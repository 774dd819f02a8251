//! Network layer for discovering interface addresses.
//!
//! This module provides types and functions for:
//! - Representing discovered addresses ([`InterfaceAddress`], [`AddressFamily`])
//! - Validating address text from external tools ([`is_valid_ipv4`], [`is_valid_ipv6`])
//! - Parsing `ifconfig`-style listings ([`parse_listing`])
//! - Obtaining listings ([`InterfaceSource`], [`CommandSource`]) and
//!   turning them into records ([`discover`])

mod address;
mod command;
mod parser;
mod source;
mod validate;

pub use address::{AddressFamily, InterfaceAddress};
pub use command::CommandSource;
pub use parser::parse_listing;
pub use source::{DiscoveryError, InterfaceSource, discover};
pub use validate::{is_valid_ipv4, is_valid_ipv6};
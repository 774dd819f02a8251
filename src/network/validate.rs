//! Syntactic checks for address text returned by external tools.
//!
//! These are sieves for untrusted output, not full RFC parsers: the IPv6
//! check in particular accepts IPv4-mapped forms and some malformed
//! strings, while still rejecting HTML or prose error bodies.

/// Maximum length (exclusive) accepted for IPv6 text.
const IPV6_MAX_LEN: usize = 50;

/// Minimum length (exclusive) accepted for IPv6 text.
const IPV6_MIN_LEN: usize = 2;

/// Returns true if `s` is four dot-separated decimal octets in `0..=255`.
///
/// Each component must consist solely of ASCII digits; signs, whitespace
/// and empty components are rejected.
///
/// # Examples
///
/// ```
/// use shownet::network::is_valid_ipv4;
///
/// assert!(is_valid_ipv4("1.2.3.4"));
/// assert!(!is_valid_ipv4("256.1.1.1"));
/// assert!(!is_valid_ipv4("1.2.3"));
/// ```
#[must_use]
pub fn is_valid_ipv4(s: &str) -> bool {
    let components: Vec<&str> = s.split('.').collect();
    components.len() == 4 && components.iter().all(|c| is_octet(c))
}

fn is_octet(component: &str) -> bool {
    !component.is_empty()
        && component.bytes().all(|b| b.is_ascii_digit())
        && component.parse::<u32>().is_ok_and(|n| n <= 255)
}

/// Returns true if `s` looks like IPv6 text.
///
/// Requires at least one colon, no angle brackets, a length strictly
/// between 2 and 50, and only hex digits, colons and dots.
///
/// # Examples
///
/// ```
/// use shownet::network::is_valid_ipv6;
///
/// assert!(is_valid_ipv6("2001:db8::1"));
/// assert!(is_valid_ipv6("::ffff:192.0.2.1"));
/// assert!(!is_valid_ipv6("<html>"));
/// ```
#[must_use]
pub fn is_valid_ipv6(s: &str) -> bool {
    if !s.contains(':') || s.contains('<') || s.contains('>') {
        return false;
    }

    let len = s.chars().count();
    if len <= IPV6_MIN_LEN || len >= IPV6_MAX_LEN {
        return false;
    }

    s.chars().all(|c| c.is_ascii_hexdigit() || c == ':' || c == '.')
}
//! Process-backed interface listing source.

use std::path::{Path, PathBuf};
use std::process::Command;

use super::{DiscoveryError, InterfaceSource};

/// Runs a listing program (normally `/sbin/ifconfig`) with no arguments.
///
/// Only standard output is parsed. The exit status is ignored: a tool that
/// prints a usable listing and then complains still counts as a success.
#[derive(Debug, Clone)]
pub struct CommandSource {
    program: PathBuf,
}

impl CommandSource {
    /// Creates a source running `program`.
    #[must_use]
    pub fn new(program: impl Into<PathBuf>) -> Self {
        Self {
            program: program.into(),
        }
    }

    /// Returns the program path.
    #[must_use]
    pub fn program(&self) -> &Path {
        &self.program
    }
}

impl Default for CommandSource {
    fn default() -> Self {
        Self::new(crate::config::defaults::LISTING_COMMAND)
    }
}

impl InterfaceSource for CommandSource {
    fn read_listing(&self) -> Result<String, DiscoveryError> {
        let output = Command::new(&self.program)
            .output()
            .map_err(|source| DiscoveryError::Spawn {
                program: self.program.display().to_string(),
                source,
            })?;

        if !output.status.success() {
            tracing::debug!(
                "{} exited with {}: {}",
                self.program.display(),
                output.status,
                String::from_utf8_lossy(&output.stderr).trim()
            );
        }

        Ok(String::from_utf8(output.stdout)?)
    }
}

* **Prompt**
The listing above must be written out again in its entirety, exactly as given.

* **Solution to this problem**
repository 774dd819f02a8251
//! Network layer for discovering interface addresses.
//!
//! This module provides types and functions for:
//! - Representing discovered addresses ([`InterfaceAddress`], [`AddressFamily`])
//! - Validating address text from external tools ([`is_valid_ipv4`], [`is_valid_ipv6`])
//! - Parsing `ifconfig`-style listings ([`parse_listing`])
//! - Obtaining listings ([`InterfaceSource`], [`CommandSource`]) and
//!   turning them into records ([`discover`])

mod address;
mod command;
mod parser;
mod source;
mod validate;

pub use address::{AddressFamily, InterfaceAddress};
pub use command::CommandSource;
pub use parser::parse_listing;
pub use source::{DiscoveryError, InterfaceSource, discover};
pub use validate::{is_valid_ipv4, is_valid_ipv6};
repository 774dd819f02a8251
filename src/network/validate.rs
//! Syntactic checks for address text returned by external tools.
//!
//! These are sieves for untrusted output, not full RFC parsers: the IPv6
//! check in particular accepts IPv4-mapped forms and some malformed
//! strings, while still rejecting HTML or prose error bodies.

/// Maximum length (exclusive) accepted for IPv6 text.
const IPV6_MAX_LEN: usize = 50;

/// Minimum length (exclusive) accepted for IPv6 text.
const IPV6_MIN_LEN: usize = 2;

/// Returns true if `s` is four dot-separated decimal octets in `0..=255`.
///
/// Each component must consist solely of ASCII digits; signs, whitespace
/// and empty components are rejected.
///
/// # Examples
///
/// ```
/// use shownet::network::is_valid_ipv4;
///
/// assert!(is_valid_ipv4("1.2.3.4"));
/// assert!(!is_valid_ipv4("256.1.1.1"));
/// assert!(!is_valid_ipv4("1.2.3"));
/// ```
#[must_use]
pub fn is_valid_ipv4(s: &str) -> bool {
    let components: Vec<&str> = s.split('.').collect();
    components.len() == 4 && components.iter().all(|c| is_octet(c))
}

fn is_octet(component: &str) -> bool {
    !component.is_empty()
        && component.bytes().all(|b| b.is_ascii_digit())
        && component.parse::<u32>().is_ok_and(|n| n <= 255)
}

/// Returns true if `s` looks like IPv6 text.
///
/// Requires at least one colon, no angle brackets, a length strictly
/// between 2 and 50, and only hex digits, colons and dots.
///
/// # Examples
///
/// ```
/// use shownet::network::is_valid_ipv6;
///
/// assert!(is_valid_ipv6("2001:db8::1"));
/// assert!(is_valid_ipv6("::ffff:192.0.2.1"));
/// assert!(!is_valid_ipv6("<html>"));
/// ```
#[must_use]
pub fn is_valid_ipv6(s: &str) -> bool {
    if !s.contains(':') || s.contains('<') || s.contains('>') {
        return false;
    }

    let len = s.chars().count();
    if len <= IPV6_MIN_LEN || len >= IPV6_MAX_LEN {
        return false;
    }

    s.chars().all(|c| c.is_ascii_hexdigit() || c == ':' || c == '.')
}
//! Process-backed interface listing source.

use std::path::{Path, PathBuf};
use std::process::Command;

use super::{DiscoveryError, InterfaceSource};

/// Runs a listing program (normally `/sbin/ifconfig`) with no arguments.
///
/// Only standard output is parsed. The exit status is ignored: a tool that
/// prints a usable listing and then complains still counts as a success.
#[derive(Debug, Clone)]
pub struct CommandSource {
    program: PathBuf,
}

impl CommandSource {
    /// Creates a source running `program`.
    #[must_use]
    pub fn new(program: impl Into<PathBuf>) -> Self {
        Self {
            program: program.into(),
        }
    }

    /// Returns the program path.
    #[must_use]
    pub fn program(&self) -> &Path {
        &self.program
    }
}

impl Default for CommandSource {
    fn default() -> Self {
        Self::new(crate::config::defaults::LISTING_COMMAND)
    }
}

impl InterfaceSource for CommandSource {
    fn read_listing(&self) -> Result<String, DiscoveryError> {
        let output = Command::new(&self.program)
            .output()
            .map_err(|source| DiscoveryError::Spawn {
                program: self.program.display().to_string(),
                source,
            })?;

        if !output.status.success() {
            tracing::debug!(
                "{} exited with {}: {}",
                self.program.display(),
                output.status,
                String::from_utf8_lossy(&output.stderr).trim()
            );
        }

        Ok(String::from_utf8(output.stdout)?)
    }
}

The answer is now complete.